Accessing Code via Python

Once code has been imported into the platform it can be accessed via the joern shell josh, a Java plugin API, and a python scripting API. In this section, we explain how the Python scripting API can be accessed.

General Note: It is highly recommended to test your installation on a small code base first. The same is true for early attempts of creating search queries, as erroneous queries will often run for a very long time on large code bases, making a trial-and-error approach unfeasible.

Basic Usage

Joern currently provides a single python class,`DBInterface`, that allows to connect to the database server and run queries. The following is a simple sample script that employs this interface to select a project, connect to the server and run a Gremlin query.

#!/usr/bin/env python3

from octopus.server.DBInterface import DBInterface

projectName = 'testCode.tar.gz'
query = "g.V.has('type', 'Function').code"

db = DBInterface()
db.connectToDatabase(projectName)

result = db.runGremlinQuery(query)
for x in result: print(x)

Chunking Traversals

Note: It is not clear whether this optimization is still necessary now that the code has been ported to Tinkerpop3.

Running the same traversal on a large set of start nodes often leads to unacceptable performance as all nodes and edges touched by the traversal are kept in server memory before returning results.

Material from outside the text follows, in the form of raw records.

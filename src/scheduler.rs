//! The scheduler: submission ingress, worker loops, and boot recovery.
//!
//! Workers read ready jobs from the queues and drive them through their
//! state machine on per-job coordinator lanes. The activity runtime that
//! actually executes user code is an external collaborator behind the
//! [`ActivityRuntime`] trait.

use std::sync::{Arc, Mutex};

use async_trait::async_trait;
use thiserror::Error;
use tokio::sync::oneshot;
use tokio::task::JoinHandle;
use tracing::{debug, error, info, warn};

use crate::activity::{Activity, ActivityCall};
use crate::coordinator::JobCoordinator;
use crate::dispatch::ContinuationDispatcher;
use crate::events::EventStream;
use crate::job::{Job, JobStatus};
use crate::mutator::{JobMutator, MutatorError};
use crate::queue::{JobQueue, QueueError};
use crate::recover::RecoverableAction;
use crate::router::JobRouter;
use crate::settings::OrchestratorConfig;
use crate::store::{JobStore, StoreError};
use crate::transitions::Transitions;

/// Outcome of one dispatch of a job to user code.
#[derive(Debug)]
pub enum ExecutionResult {
    /// The activity finished with a value; the job completes.
    Value(serde_json::Value),
    /// The activity spawned further work; the job waits on it.
    Activity(Activity),
    /// User code raised; feeds the retry/poison policy.
    Error(String),
}

/// Executes user activities. Implementations receive each job at least
/// once; cooperative cancellation is their own concern.
#[async_trait]
pub trait ActivityRuntime: Send + Sync {
    async fn execute(&self, job: &Job) -> ExecutionResult;
}

#[derive(Debug, Error)]
pub enum SchedulerError {
    #[error(transparent)]
    Store(#[from] StoreError),
    #[error(transparent)]
    Queue(#[from] QueueError),
    #[error(transparent)]
    Mutator(#[from] MutatorError),
}

pub struct Scheduler {
    config: OrchestratorConfig,
    store: Arc<dyn JobStore>,
    events: EventStream,
    mutator: Arc<JobMutator>,
    recover: Arc<RecoverableAction>,
    coordinator: Arc<JobCoordinator>,
    router: Arc<JobRouter>,
    transitions: Arc<Transitions>,
    runtime: Arc<dyn ActivityRuntime>,
    workers: Mutex<Vec<JoinHandle<()>>>,
}

impl Scheduler {
    pub fn new(
        config: OrchestratorConfig,
        store: Arc<dyn JobStore>,
        runtime: Arc<dyn ActivityRuntime>,
    ) -> Arc<Self> {
        let events = EventStream::new(config.event_capacity);
        let mutator = Arc::new(JobMutator::new(store.clone(), events.clone()));
        let recover = Arc::new(RecoverableAction::new(
            config.recover.clone(),
            store.clone(),
            events.clone(),
        ));
        let coordinator = JobCoordinator::new();
        let router = Arc::new(JobRouter::new(&config, store.clone(), events.clone()));
        let dispatcher = Arc::new(ContinuationDispatcher::new(
            store.clone(),
            mutator.clone(),
            router.clone(),
            recover.clone(),
        ));
        let transitions = Transitions::new(
            config.clone(),
            store.clone(),
            mutator.clone(),
            recover.clone(),
            coordinator.clone(),
            router.clone(),
            dispatcher,
        );
        Arc::new(Self {
            config,
            store,
            events,
            mutator,
            recover,
            coordinator,
            router,
            transitions,
            runtime,
            workers: Mutex::new(Vec::new()),
        })
    }

    pub fn events(&self) -> &EventStream {
        &self.events
    }

    pub fn store(&self) -> &Arc<dyn JobStore> {
        &self.store
    }

    /// Load the current durable record of a job.
    pub async fn job(&self, id: &str) -> Result<Job, StoreError> {
        self.store.load(id).await
    }

    /// Reload durable state and start the worker loops. Runs the boot
    /// recovery scan first so crashed jobs resume before new work mixes
    /// in.
    pub async fn start(self: &Arc<Self>) -> Result<(), SchedulerError> {
        self.recover_from_store().await?;
        let mut workers = self.workers.lock().unwrap();
        for queue in self.router.queues() {
            for _ in 0..self.config.workers_per_queue.max(1) {
                workers.push(self.spawn_worker(queue.clone()));
            }
        }
        info!(workers = workers.len(), "scheduler started");
        Ok(())
    }

    /// Submit a root activity call. The job is persisted in `Created`,
    /// published as `Ready`, and routed to its queue.
    pub async fn submit(&self, call: ActivityCall) -> Result<String, SchedulerError> {
        let policy = self.config.activity(&call.activity_type);
        let job = Job::root(call, policy.retry_delay_ms);
        self.store.store(&job).await?;
        let job = self.mutator.set_status(job, JobStatus::Ready).await?;
        let id = job.id.clone();
        self.router.route(job).await?;
        info!(job_id = %id, "job submitted");
        Ok(id)
    }

    /// Stop the queues (parked readers observe the shutdown sentinel),
    /// wait for the workers, and drain the coordinator lanes.
    pub async fn shutdown(&self) {
        self.router.shutdown();
        let workers = std::mem::take(&mut *self.workers.lock().unwrap());
        for worker in workers {
            let _ = worker.await;
        }
        self.coordinator.wait_idle().await;
        info!("scheduler stopped");
    }

    /// Wait for every in-flight coordinator lane to drain. Test and
    /// embedder convenience; does not prevent new submissions.
    pub async fn wait_idle(&self) {
        self.coordinator.wait_idle().await;
    }

    /// Boot-time recovery: re-ready crashed `Running` jobs, seed the
    /// queues with every non-suspended `Ready` job, and resume jobs that
    /// crashed mid-transition.
    async fn recover_from_store(self: &Arc<Self>) -> Result<(), SchedulerError> {
        let mut candidates = self.store.load_by_status(JobStatus::Ready).await?;
        for job in self.store.load_by_status(JobStatus::Running).await? {
            // At-least-once: a job found running after a crash is
            // redispatched.
            match self.mutator.set_status(job, JobStatus::Ready).await {
                Ok(job) => candidates.push(job),
                Err(err) => warn!(%err, "failed to re-ready crashed job"),
            }
        }
        // Suspended jobs stay durable-only; the queues account for them
        // through the suspended counts.
        candidates.retain(|job| !job.suspended);
        self.router.initialize(candidates).await?;

        for job in self.store.load_by_status(JobStatus::ReadyToComplete).await? {
            let transitions = self.transitions.clone();
            let lane = job.id.clone();
            self.coordinator.run(&lane, async move {
                transitions.complete(job).await;
            });
        }
        for job in self.store.load_by_status(JobStatus::ReadyToPoison).await? {
            let transitions = self.transitions.clone();
            let lane = job.id.clone();
            self.coordinator.run(&lane, async move {
                transitions.poison(job).await;
            });
        }
        for job in self
            .store
            .load_by_status(JobStatus::WaitingForChildren)
            .await?
        {
            let transitions = self.transitions.clone();
            let parent_id = job.id.clone();
            let lane = parent_id.clone();
            self.coordinator.run(&lane, async move {
                transitions.verify(&parent_id).await;
            });
        }
        Ok(())
    }

    /// One worker: read from the queue, process on the job's coordinator
    /// lane, and wait for the lane action so each worker drives one job
    /// at a time.
    fn spawn_worker(self: &Arc<Self>, queue: Arc<JobQueue>) -> JoinHandle<()> {
        let scheduler = Arc::clone(self);
        tokio::spawn(async move {
            loop {
                match queue.read().await {
                    Ok(job) => {
                        let (done_tx, done_rx) = oneshot::channel();
                        let transitions = scheduler.transitions.clone();
                        let recover = scheduler.recover.clone();
                        let mutator = scheduler.mutator.clone();
                        let runtime = scheduler.runtime.clone();
                        let lane = job.id.clone();
                        scheduler.coordinator.run(&lane, async move {
                            process(transitions, recover, mutator, runtime, job).await;
                            let _ = done_tx.send(());
                        });
                        let _ = done_rx.await;
                    }
                    Err(QueueError::Shutdown) => {
                        debug!(
                            activity_type = queue.activity_type().unwrap_or("<default>"),
                            "worker stopping"
                        );
                        break;
                    }
                    Err(err) => {
                        error!(%err, "queue read failed; worker stopping");
                        break;
                    }
                }
            }
        })
    }
}

/// Drive one dispatch of a job: persist `Running`, hand it to the
/// runtime, and apply the transition its result selects. Runs on the
/// job's coordinator lane.
async fn process(
    transitions: Arc<Transitions>,
    recover: Arc<RecoverableAction>,
    mutator: Arc<JobMutator>,
    runtime: Arc<dyn ActivityRuntime>,
    job: Job,
) {
    let job_id = job.id.clone();
    recover
        .run(
            &job_id,
            || mutator.begin_dispatch(job.clone()),
            |running| async move {
                let result = runtime.execute(&running).await;
                match result {
                    ExecutionResult::Value(_) => transitions.complete(running).await,
                    ExecutionResult::Activity(activity) => {
                        transitions.wait_for_children(running, activity).await
                    }
                    ExecutionResult::Error(message) => {
                        transitions.fail(running, &message).await
                    }
                }
            },
        )
        .await;
}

For example, the query:

g.V.has('type', 'FunctionDef').astNodes().id

which retrieves all astNodes that are part of functions, can already completely exhaust memory.

If traversals are independent, the query can be chunked to gain high performance. The following example code shows how this works:

#!/usr/bin/env python3

from octopus.server.DBInterface import DBInterface

projectName = 'testCode.tar.gz'
query = "g.V.has('type', 'FunctionDef').id"

db = DBInterface()
db.connectToDatabase(projectName)

ids = db.runGremlinQuery(query)

CHUNK_SIZE = 256
for chunk in db.chunks(ids, CHUNK_SIZE):
     query = """ idListToNodes(%s).astNodes().id """ % (chunk)
     for r in db.runGremlinQuery(query):
          print(r)

This will execute the query in batches of 256 start nodes each.